The rise is the largest in a single week since May 2004 and reverses a decline over December, with prices increasing 0.1 per cent in the last four weeks.
Average UK asking prices now stand at £196,319, 3.6 per cent more than in the same period of 2005.
The price bounce has occurred alongside an increase in mortgage market activity, as homeowners compare mortgage rate offers to find the best products.
“Whilst it’s still a buyers’ market, prospective purchasers now need to think about how long it will remain in their favour if these increases continue,” said Miles Shipside, commercial director of Rightmove.
The bottom end of the market has registered the greatest gains with first time buyers entering the market, boosting flats and terraced housing.
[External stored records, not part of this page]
use std::collections::{HashMap, HashSet, VecDeque};
use std::sync::atomic::{AtomicBool, AtomicUsize, Ordering};
use std::sync::{Arc, Mutex};
use std::time::Duration;

use async_trait::async_trait;
use chrono::Utc;
use uuid::Uuid;

use business::application::cart::add_to_cart::AddToCartUseCaseImpl;
use business::application::cart::apply_mutation::ApplyCartMutationUseCaseImpl;
use business::application::cart::get_cart::GetCartUseCaseImpl;
use business::application::cart::worker::{CartWorker, Disposition};
use business::domain::broker::{
    BrokerError, CART_QUEUE, Delivery, JSON_CONTENT_TYPE, MessageConsumer, MessagePublisher,
};
use business::domain::cache::{Cache, CacheError};
use business::domain::cart::errors::CartError;
use business::domain::cart::model::{CartEntry, CartLineItem, NewCartLineItem};
use business::domain::cart::repository::{CartRepository, CreateOutcome};
use business::domain::cart::use_cases::add_to_cart::{AddToCartParams, AddToCartUseCase};
use business::domain::cart::use_cases::get_cart::{GetCartParams, GetCartUseCase};
use business::domain::errors::RepositoryError;
use business::domain::logger::Logger;
use business::domain::product::model::Product;
use business::domain::product::repository::ProductRepository;
use business::domain::shared::value_objects::{CartItemId, ProductId, UserId};

struct SilentLogger;

impl Logger for SilentLogger {
    fn info(&self, _message: &str) {}
    fn warn(&self, _message: &str) {}
    fn error(&self, _message: &str) {}
    fn debug(&self, _message: &str) {}
}

#[derive(Clone)]
struct QueuedMessage {
    id: Uuid,
    content_type: String,
    payload: Vec<u8>,
    attempts: u32,
    last_error: Option<String>,
}

#[derive(Default)]
struct InMemoryBroker {
    ready: Mutex<VecDeque<QueuedMessage>>,
    in_flight: Mutex<HashMap<Uuid, QueuedMessage>>,
    dead: Mutex<Vec<QueuedMessage>>,
}

impl InMemoryBroker {
    fn ready_len(&self) -> usize {
        self.ready.lock().unwrap().len()
    }

    fn dead_len(&self) -> usize {
        self.dead.lock().unwrap().len()
    }

    fn dead_reasons(&self) -> Vec<Option<String>> {
        self.dead
            .lock()
            .unwrap()
            .iter()
            .map(|message| message.last_error.clone())
            .collect()
    }

    /// Puts an in-flight message back as if its lease had expired before the ack.
    fn expire_lease(&self, delivery: &Delivery) {
        if let Some(message) = self.in_flight.lock().unwrap().get(&delivery.delivery_tag) {
            self.ready.lock().unwrap().push_back(message.clone());
        }
    }
}

#[async_trait]
impl MessagePublisher for InMemoryBroker {
    async fn publish(
        &self,
        queue: &str,
        content_type: &str,
        payload: &[u8],
    ) -> Result<Uuid, BrokerError> {
        assert_eq!(queue, CART_QUEUE);
        let id = Uuid::new_v4();
        self.ready.lock().unwrap().push_back(QueuedMessage {
            id,
            content_type: content_type.to_string(),
            payload: payload.to_vec(),
            attempts: 0,
            last_error: None,
        });
        Ok(id)
    }
}

#[async_trait]
impl MessageConsumer for InMemoryBroker {
    async fn receive(&self) -> Result<Option<Delivery>, BrokerError> {
        let Some(mut message) = self.ready.lock().unwrap().pop_front() else {
            return Ok(None);
        };
        message.attempts += 1;
        let delivery_tag = Uuid::new_v4();
        let delivery = Delivery {
            message_id: message.id,
            delivery_tag,
            content_type: message.content_type.clone(),
            payload: message.payload.clone(),
            attempts: message.attempts,
        };
        self.in_flight.lock().unwrap().insert(delivery_tag, message);
        Ok(Some(delivery))
    }

    async fn ack(&self, delivery: &Delivery) -> Result<(), BrokerError> {
        self.in_flight
            .lock()
            .unwrap()
            .remove(&delivery.delivery_tag)
            .map(|_| ())
            .ok_or(BrokerError::StaleDelivery)
    }

    async fn nack(
        &self,
        delivery: &Delivery,
        requeue: bool,
        reason: &str,
    ) -> Result<(), BrokerError> {
        let mut message = self
            .in_flight
            .lock()
            .unwrap()
            .remove(&delivery.delivery_tag)
            .ok_or(BrokerError::StaleDelivery)?;
        message.last_error = Some(reason.to_string());
        if requeue {
            self.ready.lock().unwrap().push_back(message);
        } else {
            self.dead.lock().unwrap().push(message);
        }
        Ok(())
    }
}

struct InMemoryProducts {
    products: Mutex<HashMap<ProductId, Product>>,
}

impl InMemoryProducts {
    fn with(product: Product) -> Self {
        Self {
            products: Mutex::new(HashMap::from([(product.id, product)])),
        }
    }

    fn set_stock(&self, id: ProductId, stock: i32) {
        if let Some(product) = self.products.lock().unwrap().get_mut(&id) {
            product.stock = stock;
        }
    }
}

#[async_trait]
impl ProductRepository for InMemoryProducts {
    async fn get_by_id(&self, id: ProductId) -> Result<Product, RepositoryError> {
        self.products
            .lock()
            .unwrap()
            .get(&id)
            .cloned()
            .ok_or(RepositoryError::NotFound)
    }
}

struct InMemoryCartStore {
    products: Arc<InMemoryProducts>,
    rows: Mutex<Vec<CartLineItem>>,
    applied_messages: Mutex<HashSet<Uuid>>,
    fail_next_write: AtomicBool,
    reads: AtomicUsize,
}

impl InMemoryCartStore {
    fn new(products: Arc<InMemoryProducts>) -> Self {
        Self {
            products,
            rows: Mutex::new(Vec::new()),
            applied_messages: Mutex::new(HashSet::new()),
            fail_next_write: AtomicBool::new(false),
            reads: AtomicUsize::new(0),
        }
    }

    fn row_count(&self) -> usize {
        self.rows.lock().unwrap().len()
    }

    fn entry(&self, item: CartLineItem) -> CartEntry {
        let products = self.products.products.lock().unwrap();
        let product = &products[&item.product_id];
        CartEntry {
            product_name: product.name.clone(),
            product_price: product.price,
            item,
        }
    }
}

#[async_trait]
impl CartRepository for InMemoryCartStore {
    async fn create(
        &self,
        item: &NewCartLineItem,
        source_message_id: Option<Uuid>,
    ) -> Result<CreateOutcome, RepositoryError> {
        if self.fail_next_write.swap(false, Ordering::SeqCst) {
            return Err(RepositoryError::DatabaseError);
        }
        if let Some(message_id) = source_message_id {
            if !self.applied_messages.lock().unwrap().insert(message_id) {
                return Ok(CreateOutcome::AlreadyApplied);
            }
        }

        let mut rows = self.rows.lock().unwrap();
        let now = Utc::now();
        let stored = CartLineItem::from_repository(
            CartItemId::new(rows.len() as u64 + 1),
            item.user_id,
            item.product_id,
            item.quantity,
            now,
            now,
            None,
        );
        rows.push(stored.clone());
        Ok(CreateOutcome::Created(stored))
    }

    async fn was_applied(&self, source_message_id: Uuid) -> Result<bool, RepositoryError> {
        Ok(self
            .applied_messages
            .lock()
            .unwrap()
            .contains(&source_message_id))
    }

    async fn get_by_user(&self, user_id: UserId) -> Result<Vec<CartEntry>, RepositoryError> {
        self.reads.fetch_add(1, Ordering::SeqCst);
        let rows = self.rows.lock().unwrap().clone();
        Ok(rows
            .into_iter()
            .filter(|row| row.user_id == user_id && !row.is_deleted())
            .map(|row| self.entry(row))
            .collect())
    }

    async fn get_by_id(
        &self,
        id: CartItemId,
        user_id: UserId,
    ) -> Result<CartEntry, RepositoryError> {
        let rows = self.rows.lock().unwrap().clone();
        rows.into_iter()
            .find(|row| row.id == id && row.user_id == user_id && !row.is_deleted())
            .map(|row| self.entry(row))
            .ok_or(RepositoryError::NotFound)
    }

    async fn update(&self, item: &CartLineItem) -> Result<(), RepositoryError> {
        let mut rows = self.rows.lock().unwrap();
        let row = rows
            .iter_mut()
            .find(|row| row.id == item.id)
            .ok_or(RepositoryError::NotFound)?;
        *row = item.clone();
        Ok(())
    }

    async fn delete(&self, id: CartItemId, user_id: UserId) -> Result<(), RepositoryError> {
        let mut rows = self.rows.lock().unwrap();
        let row = rows
            .iter_mut()
            .find(|row| row.id == id && row.user_id == user_id && !row.is_deleted())
            .ok_or(RepositoryError::NotFound)?;
        row.deleted_at = Some(Utc::now());
        Ok(())
    }
}

#[derive(Default)]
struct InMemoryCache {
    entries: Mutex<HashMap<String, Vec<u8>>>,
}

#[async_trait]
impl Cache for InMemoryCache {
    async fn get(&self, key: &str) -> Result<Option<Vec<u8>>, CacheError> {
        Ok(self.entries.lock().unwrap().get(key).cloned())
    }

    async fn set(&self, key: &str, value: &[u8], _ttl: Duration) -> Result<(), CacheError> {
        self.entries
            .lock()
            .unwrap()
            .insert(key.to_string(), value.to_vec());
        Ok(())
    }

    async fn delete(&self, key: &str) -> Result<(), CacheError> {
        self.entries.lock().unwrap().remove(key);
        Ok(())
    }
}

struct Pipeline {
    broker: Arc<InMemoryBroker>,
    products: Arc<InMemoryProducts>,
    store: Arc<InMemoryCartStore>,
    add_to_cart: AddToCartUseCaseImpl,
    get_cart: GetCartUseCaseImpl,
    worker: CartWorker,
}

fn pipeline(stock: i32) -> Pipeline {
    let logger: Arc<dyn Logger> = Arc::new(SilentLogger);
    let products = Arc::new(InMemoryProducts::with(Product::from_repository(
        ProductId::new(5),
        "Coffee beans".to_string(),
        12.5,
        stock,
    )));
    let broker = Arc::new(InMemoryBroker::default());
    let store = Arc::new(InMemoryCartStore::new(products.clone()));
    let cache = Arc::new(InMemoryCache::default());

    let apply = Arc::new(ApplyCartMutationUseCaseImpl {
        repository: store.clone(),
        product_repository: products.clone(),
        cache: cache.clone(),
        logger: logger.clone(),
        revalidate_stock: true,
    });

    Pipeline {
        add_to_cart: AddToCartUseCaseImpl {
            product_repository: products.clone(),
            publisher: broker.clone(),
            logger: logger.clone(),
            queue: CART_QUEUE.to_string(),
        },
        get_cart: GetCartUseCaseImpl {
            repository: store.clone(),
            cache,
            logger: logger.clone(),
        },
        worker: CartWorker {
            name: "cart-worker-0".to_string(),
            consumer: broker.clone(),
            apply_use_case: apply,
            logger,
            poll_interval: Duration::from_millis(5),
        },
        broker,
        products,
        store,
    }
}

impl Pipeline {
    async fn deliver_next(&self) -> Disposition {
        let delivery = self
            .broker
            .receive()
            .await
            .unwrap()
            .expect("a queued message");
        self.worker.process(delivery).await
    }
}

fn add_params(quantity: i32) -> AddToCartParams {
    AddToCartParams {
        user_id: UserId::new(1),
        product_id: ProductId::new(5),
        quantity,
    }
}

#[tokio::test]
async fn accepted_add_becomes_visible_and_is_then_served_from_cache() {
    let pipeline = pipeline(10);

    let command = pipeline.add_to_cart.execute(add_params(2)).await.unwrap();
    assert_eq!(command.quantity, 2);
    assert_eq!(pipeline.broker.ready_len(), 1);

    assert_eq!(pipeline.deliver_next().await, Disposition::Ack);

    let params = GetCartParams {
        user_id: UserId::new(1),
    };
    let first = pipeline.get_cart.execute(params.clone()).await.unwrap();
    assert_eq!(first.len(), 1);
    assert_eq!(first.entries[0].item.product_id, ProductId::new(5));
    assert_eq!(first.entries[0].item.quantity, 2);
    assert_eq!(first.entries[0].product_name, "Coffee beans");

    let second = pipeline.get_cart.execute(params).await.unwrap();
    assert_eq!(second, first);
    assert_eq!(pipeline.store.reads.load(Ordering::SeqCst), 1);
}

#[tokio::test]
async fn add_beyond_stock_is_refused_without_publishing() {
    let pipeline = pipeline(1);

    let result = pipeline.add_to_cart.execute(add_params(2)).await;

    assert!(matches!(result.unwrap_err(), CartError::InsufficientStock));
    assert_eq!(pipeline.broker.ready_len(), 0);
    assert_eq!(pipeline.store.row_count(), 0);
}

#[tokio::test]
async fn malformed_message_is_dead_lettered_and_store_is_unchanged() {
    let pipeline = pipeline(10);
    pipeline
        .broker
        .publish(CART_QUEUE, JSON_CONTENT_TYPE, b"{not json")
        .await
        .unwrap();

    assert_eq!(pipeline.deliver_next().await, Disposition::Reject);

    assert_eq!(pipeline.store.row_count(), 0);
    assert_eq!(pipeline.broker.ready_len(), 0);
    assert_eq!(
        pipeline.broker.dead_reasons(),
        vec![Some("MALFORMED_MESSAGE".to_string())]
    );
}

#[tokio::test]
async fn failed_write_is_requeued_and_replay_stores_exactly_one_row() {
    let pipeline = pipeline(10);
    pipeline.add_to_cart.execute(add_params(2)).await.unwrap();
    pipeline.store.fail_next_write.store(true, Ordering::SeqCst);

    assert_eq!(pipeline.deliver_next().await, Disposition::Requeue);
    assert_eq!(pipeline.store.row_count(), 0);
    assert_eq!(pipeline.broker.ready_len(), 1);

    assert_eq!(pipeline.deliver_next().await, Disposition::Ack);
    assert_eq!(pipeline.store.row_count(), 1);
    assert_eq!(pipeline.broker.ready_len(), 0);
}

#[tokio::test]
async fn redelivery_after_committed_write_does_not_duplicate_the_row() {
    let pipeline = pipeline(10);
    pipeline.add_to_cart.execute(add_params(2)).await.unwrap();

    let first = pipeline.broker.receive().await.unwrap().unwrap();
    pipeline.broker.expire_lease(&first);
    assert_eq!(pipeline.worker.process(first).await, Disposition::Ack);

    let replay = pipeline.broker.receive().await.unwrap().unwrap();
    assert!(replay.is_redelivery());
    assert_eq!(pipeline.worker.process(replay).await, Disposition::Ack);

    assert_eq!(pipeline.store.row_count(), 1);
}

#[tokio::test]
async fn redelivery_after_committed_write_is_acked_even_if_stock_dropped() {
    let pipeline = pipeline(10);
    pipeline.add_to_cart.execute(add_params(2)).await.unwrap();

    let first = pipeline.broker.receive().await.unwrap().unwrap();
    pipeline.broker.expire_lease(&first);
    assert_eq!(pipeline.worker.process(first).await, Disposition::Ack);

    pipeline.products.set_stock(ProductId::new(5), 0);

    let replay = pipeline.broker.receive().await.unwrap().unwrap();
    assert!(replay.is_redelivery());
    assert_eq!(pipeline.worker.process(replay).await, Disposition::Ack);

    assert_eq!(pipeline.store.row_count(), 1);
    assert_eq!(pipeline.broker.dead_len(), 0);
}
People looking to trade up have also seen a boom as the differences between the lowest rungs of the ladder have narrowed.
The map is far from even, however, with properties in the south east and London gaining while areas of east Anglia, the midlands and further north all lost out.
“The geographic split is quite marked this month, as sellers in many parts of the country continue to readjust,” said Mr Shipside.
“London and the south-east have had a couple of tough years of acclimatising themselves already and are now coming out the other side.
“Without their strong performance, the national figures would have been in negative territory, as you would expect at this time of year,” he added.